Why We Back Squat The Way We Back Squat
If asked what standard I coach when I ask an athlete to perform a back squat my answer is simple. Bar across the shoulder girdle, grip a little wider than shoulder width apart, elbows under the bar, maintain an upright torso, neutral spine, belly breath, tight core, heels on the ground, squat below parallel, maintaining an upright torso, stand to full extension of the hips and knees. But I've never been asked why I coach it that way. I could easily say, "Because that's the way CrossFit tell me to."
But that wouldn't be accurate. CrossFit and I differ on a couple of points.
Back squat is a powerlifting strength exercise used by just about every strength training program one can find. It's also used in powerlifting competition. The rules governing global powerlifting events are defined by the International Powerlifting Federation.
The way I coach the back squat has nothing to do with competition powerlifting. Here's why. Take a look at the figure below.
Is there anything wrong with the back squat performed in this picture? No. It follows the standards of performance for a back squat. This also happens to be the standard that the IPF dictates. I would suggest a few modifications to this lift if it's being performed by a novice athlete for a couple of reasons though.

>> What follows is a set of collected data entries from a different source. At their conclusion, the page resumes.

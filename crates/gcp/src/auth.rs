//! Bearer-token credentials for the Google Cloud REST APIs.

use std::sync::Arc;

use gcp_auth::TokenProvider;
use notifier::{FetchError, FetchErrorKind, Service};

/// OAuth scope granting access to all three APIs the relay reads.
pub const CLOUD_PLATFORM_SCOPE: &str = "https://www.googleapis.com/auth/cloud-platform";

/// How adapters authenticate their requests.
#[derive(Clone)]
pub enum Credentials {
    /// Attach a bearer token from application default credentials
    /// (service account key, workload identity, or the metadata server).
    Provider(Arc<dyn TokenProvider>),
    /// Send requests without an `Authorization` header (emulators, tests).
    Anonymous,
}

impl std::fmt::Debug for Credentials {
    fn fmt(&self, f: &mut std::fmt::Formatter<'_>) -> std::fmt::Result {
        match self {
            Self::Provider(_) => f.write_str("Credentials::Provider(<TokenProvider>)"),
            Self::Anonymous => f.write_str("Credentials::Anonymous"),
        }
    }
}

impl Credentials {
    /// Discovers application default credentials from the environment.
    ///
    /// # Errors
    ///
    /// Returns an error if no credential source is available.
    pub async fn discover() -> Result<Self, gcp_auth::Error> {
        let provider = gcp_auth::provider().await?;
        Ok(Self::Provider(provider))
    }

    /// Returns the project the credentials belong to, if known.
    pub async fn project_id(&self) -> Option<String> {
        match self {
            Self::Provider(provider) => match provider.project_id().await {
                Ok(project) => Some(project.to_string()),
                Err(e) => {
                    tracing::debug!(error = %e, "Credentials do not name a project");
                    None
                }
            },
            Self::Anonymous => None,
        }
    }

    /// Adds an `Authorization` header to `request` when credentials are present.
    pub(crate) async fn authorize(
        &self,
        request: reqwest::RequestBuilder,
        service: Service,
        resource: &str,
    ) -> Result<reqwest::RequestBuilder, FetchError> {
        match self {
            Self::Provider(provider) => {
                let token = provider.token(&[CLOUD_PLATFORM_SCOPE]).await.map_err(|e| {
                    FetchError::new(
                        service,
                        FetchErrorKind::Transport,
                        resource,
                        format!("failed to get access token: {e}"),
                    )
                })?;
                Ok(request.bearer_auth(token.as_str()))
            }
            Self::Anonymous => Ok(request),
        }
    }
}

NUMBER 1 and hands down the governing dynamic for everything I teach in strength and conditioning is safety. My goal is to have an athlete go through training without injury. This is practically impossible. Any coach that says, "as long as you do what I tell you to do you'll never get an injury" is flat out lying to you. Injuries are going to happen and, on a long enough time line, an athlete will get hurt. All a responsible coach can do is offer a route that REDUCES the risk of injury.
Number 2 is overall consistency. If I was an IPF competition coach then all I would worry about is Back Squat, Bench Press and Deadlift. I am not an IPF competition coach. My discipline is CrossFit. "We define fitness as increased work capacity across broad time, modal and age domains." - Greg Glassman. I coach metabolic conditioning, gymnastics and strength to my athletes and I program in such a manner that all three of those gross disciplines compliment one another.
That said, let's break it down to it's simplest parts.
Reducing the risk of injury.
Back in January of 2011 the results of a study were published in the Portuguese Journal of Sports Sciences titled "A Biomechanical Analysis Of Front Versus Back Squat: Injury Implications". The study was performed by The Biomechanical Research Unit of The University of Limerick, Limerick, Ireland. After describing the methods used in the research, any strength coach would understand why the conclusion of the study was that Front Squat was safer.
"the greater [forward] trunk lean occurring throughout the performance of the back squat would exhibit greater shear lumbar loading", "an increase in shear force, under high loading conditions, may predispose an athlete to injury"
This is a direct quote from that study. Let me be clear that I understand this is an argument against training to the IPF standard. I totally get that there are millions of athletes and thousands of powerlifting competitors that demonstrate remarkable feats of strength using IPF standards. I get it. But I also happen to know, though injury rates during training are lower than other sports, the long term impact on the body is significant. Travis Mash is a world class powerlifting champion and at 31 years old found out that training the way he did lead to significant lower back injury. The kind that could paralyze you for life. He immediately changed the way he trained and what's more important is that he uses that experience as an example of what not to do when he coaches.
That ALL BY ITSELF is reason enough for me to coach back squat the way that I do.
But Number 2
Consistency. There's no question that back squat is one hell of a great way to get stronger. But, in CrossFit, we also have Olympic Lifting. So training the body to perform a specific way while casting heavy weight vertically skyward in the hopes of standing up with that weight overhead is kind of important.
The key? "Keep the torso vertical" - Coach Mike Burgener
If I want an athlete to not only get stronger in their squat but also get better at Olympic lifting then I want that athlete to perform loaded squats that mimic their strength needs in Olympic lifting.
So I want this:
instead of this:
Does that make sense?
Let me know if you have any questions and, as always, get the right fuel in your bodies, get plenty of rest and get your minds right.